*Instructions for the task:* Below are some records; quote exactly the lines from the one that contains "repository 0693c0941fd92ddb" through the one that contains "job, then wedged.", inclusive, and no others.

*Data supplied:*
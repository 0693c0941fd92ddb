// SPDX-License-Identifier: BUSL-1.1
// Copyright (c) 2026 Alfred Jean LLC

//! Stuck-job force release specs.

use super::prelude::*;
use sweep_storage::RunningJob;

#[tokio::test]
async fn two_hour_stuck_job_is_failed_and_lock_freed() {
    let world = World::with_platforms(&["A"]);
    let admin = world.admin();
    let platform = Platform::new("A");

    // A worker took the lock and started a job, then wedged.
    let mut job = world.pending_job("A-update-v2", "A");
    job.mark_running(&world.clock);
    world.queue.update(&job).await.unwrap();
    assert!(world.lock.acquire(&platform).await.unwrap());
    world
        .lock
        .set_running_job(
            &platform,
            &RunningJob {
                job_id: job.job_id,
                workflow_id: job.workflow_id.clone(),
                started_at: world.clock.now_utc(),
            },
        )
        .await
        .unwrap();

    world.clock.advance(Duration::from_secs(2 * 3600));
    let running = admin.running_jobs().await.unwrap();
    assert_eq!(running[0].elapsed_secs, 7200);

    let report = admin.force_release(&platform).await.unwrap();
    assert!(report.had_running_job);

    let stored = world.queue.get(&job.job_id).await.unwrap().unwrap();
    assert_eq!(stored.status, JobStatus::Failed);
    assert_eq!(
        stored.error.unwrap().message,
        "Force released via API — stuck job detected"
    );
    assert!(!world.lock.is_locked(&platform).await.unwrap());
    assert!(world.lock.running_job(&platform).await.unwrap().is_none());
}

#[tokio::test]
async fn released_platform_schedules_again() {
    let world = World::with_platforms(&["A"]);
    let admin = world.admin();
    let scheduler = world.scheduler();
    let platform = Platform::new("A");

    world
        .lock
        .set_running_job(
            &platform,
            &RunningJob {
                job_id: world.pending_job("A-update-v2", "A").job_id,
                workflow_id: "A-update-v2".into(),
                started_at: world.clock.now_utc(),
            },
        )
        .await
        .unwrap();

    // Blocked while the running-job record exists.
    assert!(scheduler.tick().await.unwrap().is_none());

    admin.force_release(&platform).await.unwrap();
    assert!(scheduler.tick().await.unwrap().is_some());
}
--
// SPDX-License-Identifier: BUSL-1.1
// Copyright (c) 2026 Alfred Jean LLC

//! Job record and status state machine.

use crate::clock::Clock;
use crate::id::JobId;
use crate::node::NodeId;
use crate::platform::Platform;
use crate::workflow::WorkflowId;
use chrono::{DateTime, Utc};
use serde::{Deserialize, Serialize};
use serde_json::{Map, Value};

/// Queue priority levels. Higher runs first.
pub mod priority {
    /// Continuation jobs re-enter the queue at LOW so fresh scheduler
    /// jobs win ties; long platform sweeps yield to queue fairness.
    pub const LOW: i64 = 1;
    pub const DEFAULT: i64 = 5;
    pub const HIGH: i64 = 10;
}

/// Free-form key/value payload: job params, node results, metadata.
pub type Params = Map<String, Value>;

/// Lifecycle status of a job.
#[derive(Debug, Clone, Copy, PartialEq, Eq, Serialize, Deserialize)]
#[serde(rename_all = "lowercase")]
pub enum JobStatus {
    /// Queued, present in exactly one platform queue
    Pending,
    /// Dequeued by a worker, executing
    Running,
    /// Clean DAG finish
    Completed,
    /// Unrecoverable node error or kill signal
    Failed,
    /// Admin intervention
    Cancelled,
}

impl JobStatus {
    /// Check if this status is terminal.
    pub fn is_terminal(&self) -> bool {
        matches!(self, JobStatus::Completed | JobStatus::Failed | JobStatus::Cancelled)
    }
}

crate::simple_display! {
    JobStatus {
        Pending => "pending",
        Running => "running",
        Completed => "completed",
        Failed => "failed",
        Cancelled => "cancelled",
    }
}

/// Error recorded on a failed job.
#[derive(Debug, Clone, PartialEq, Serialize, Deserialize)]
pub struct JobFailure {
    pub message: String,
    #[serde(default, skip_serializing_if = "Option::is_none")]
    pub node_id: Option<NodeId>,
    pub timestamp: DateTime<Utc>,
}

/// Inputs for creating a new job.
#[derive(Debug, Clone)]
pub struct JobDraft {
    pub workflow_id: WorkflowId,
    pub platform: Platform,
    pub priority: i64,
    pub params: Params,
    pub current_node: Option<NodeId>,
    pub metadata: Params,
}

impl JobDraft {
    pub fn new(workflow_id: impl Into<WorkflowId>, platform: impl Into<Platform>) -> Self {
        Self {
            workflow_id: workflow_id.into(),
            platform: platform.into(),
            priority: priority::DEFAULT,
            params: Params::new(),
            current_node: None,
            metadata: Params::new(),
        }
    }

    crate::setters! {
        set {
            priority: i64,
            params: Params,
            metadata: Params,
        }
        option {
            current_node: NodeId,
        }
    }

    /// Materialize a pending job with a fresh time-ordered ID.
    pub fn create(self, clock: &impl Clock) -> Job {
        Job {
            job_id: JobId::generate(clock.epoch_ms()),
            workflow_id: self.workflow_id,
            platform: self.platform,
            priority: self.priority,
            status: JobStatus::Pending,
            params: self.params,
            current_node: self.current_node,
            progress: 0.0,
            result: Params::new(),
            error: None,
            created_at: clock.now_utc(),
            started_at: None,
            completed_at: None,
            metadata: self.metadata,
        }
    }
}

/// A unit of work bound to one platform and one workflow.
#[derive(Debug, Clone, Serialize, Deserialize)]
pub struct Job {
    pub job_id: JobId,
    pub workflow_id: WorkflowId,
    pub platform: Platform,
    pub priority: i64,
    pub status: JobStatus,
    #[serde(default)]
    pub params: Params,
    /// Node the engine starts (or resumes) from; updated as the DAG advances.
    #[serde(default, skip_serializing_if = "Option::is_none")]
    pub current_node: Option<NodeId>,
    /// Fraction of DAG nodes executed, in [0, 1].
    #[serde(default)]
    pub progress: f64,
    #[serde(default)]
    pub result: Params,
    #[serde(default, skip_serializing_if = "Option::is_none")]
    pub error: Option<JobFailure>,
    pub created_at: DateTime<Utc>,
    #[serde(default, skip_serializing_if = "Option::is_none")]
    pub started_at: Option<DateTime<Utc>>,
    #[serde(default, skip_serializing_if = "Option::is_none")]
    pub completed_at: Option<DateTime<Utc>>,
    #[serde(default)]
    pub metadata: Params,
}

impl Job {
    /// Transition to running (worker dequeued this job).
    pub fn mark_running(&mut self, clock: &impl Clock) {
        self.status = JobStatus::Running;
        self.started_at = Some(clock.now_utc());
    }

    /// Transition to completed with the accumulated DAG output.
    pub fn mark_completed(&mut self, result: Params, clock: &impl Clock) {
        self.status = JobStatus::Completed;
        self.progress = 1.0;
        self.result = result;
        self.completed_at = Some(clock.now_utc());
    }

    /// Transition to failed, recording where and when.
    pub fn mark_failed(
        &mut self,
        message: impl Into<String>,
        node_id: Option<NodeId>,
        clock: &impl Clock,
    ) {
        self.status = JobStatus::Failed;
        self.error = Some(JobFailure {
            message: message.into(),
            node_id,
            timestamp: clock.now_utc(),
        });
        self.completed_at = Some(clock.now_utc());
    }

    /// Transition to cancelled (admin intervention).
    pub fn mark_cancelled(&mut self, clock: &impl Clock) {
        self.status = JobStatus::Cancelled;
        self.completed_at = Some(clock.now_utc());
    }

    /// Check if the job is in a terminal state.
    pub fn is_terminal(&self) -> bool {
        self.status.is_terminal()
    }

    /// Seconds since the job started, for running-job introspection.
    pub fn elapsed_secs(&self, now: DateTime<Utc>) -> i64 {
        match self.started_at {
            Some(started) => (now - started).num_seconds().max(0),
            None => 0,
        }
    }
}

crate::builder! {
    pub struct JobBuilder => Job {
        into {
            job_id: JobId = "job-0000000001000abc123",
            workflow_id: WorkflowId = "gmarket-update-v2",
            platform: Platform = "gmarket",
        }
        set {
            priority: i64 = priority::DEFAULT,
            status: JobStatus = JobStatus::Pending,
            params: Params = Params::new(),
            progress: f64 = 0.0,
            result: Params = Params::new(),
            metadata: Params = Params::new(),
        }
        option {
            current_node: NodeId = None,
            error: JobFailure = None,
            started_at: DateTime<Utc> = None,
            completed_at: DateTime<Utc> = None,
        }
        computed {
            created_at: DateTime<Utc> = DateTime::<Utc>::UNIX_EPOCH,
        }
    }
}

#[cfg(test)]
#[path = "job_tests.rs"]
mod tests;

*Answer to the problem:*
repository 0693c0941fd92ddb
// SPDX-License-Identifier: BUSL-1.1
// Copyright (c) 2026 Alfred Jean LLC

//! Stuck-job force release specs.

use super::prelude::*;
use sweep_storage::RunningJob;

#[tokio::test]
async fn two_hour_stuck_job_is_failed_and_lock_freed() {
    let world = World::with_platforms(&["A"]);
    let admin = world.admin();
    let platform = Platform::new("A");

    // A worker took the lock and started a job, then wedged.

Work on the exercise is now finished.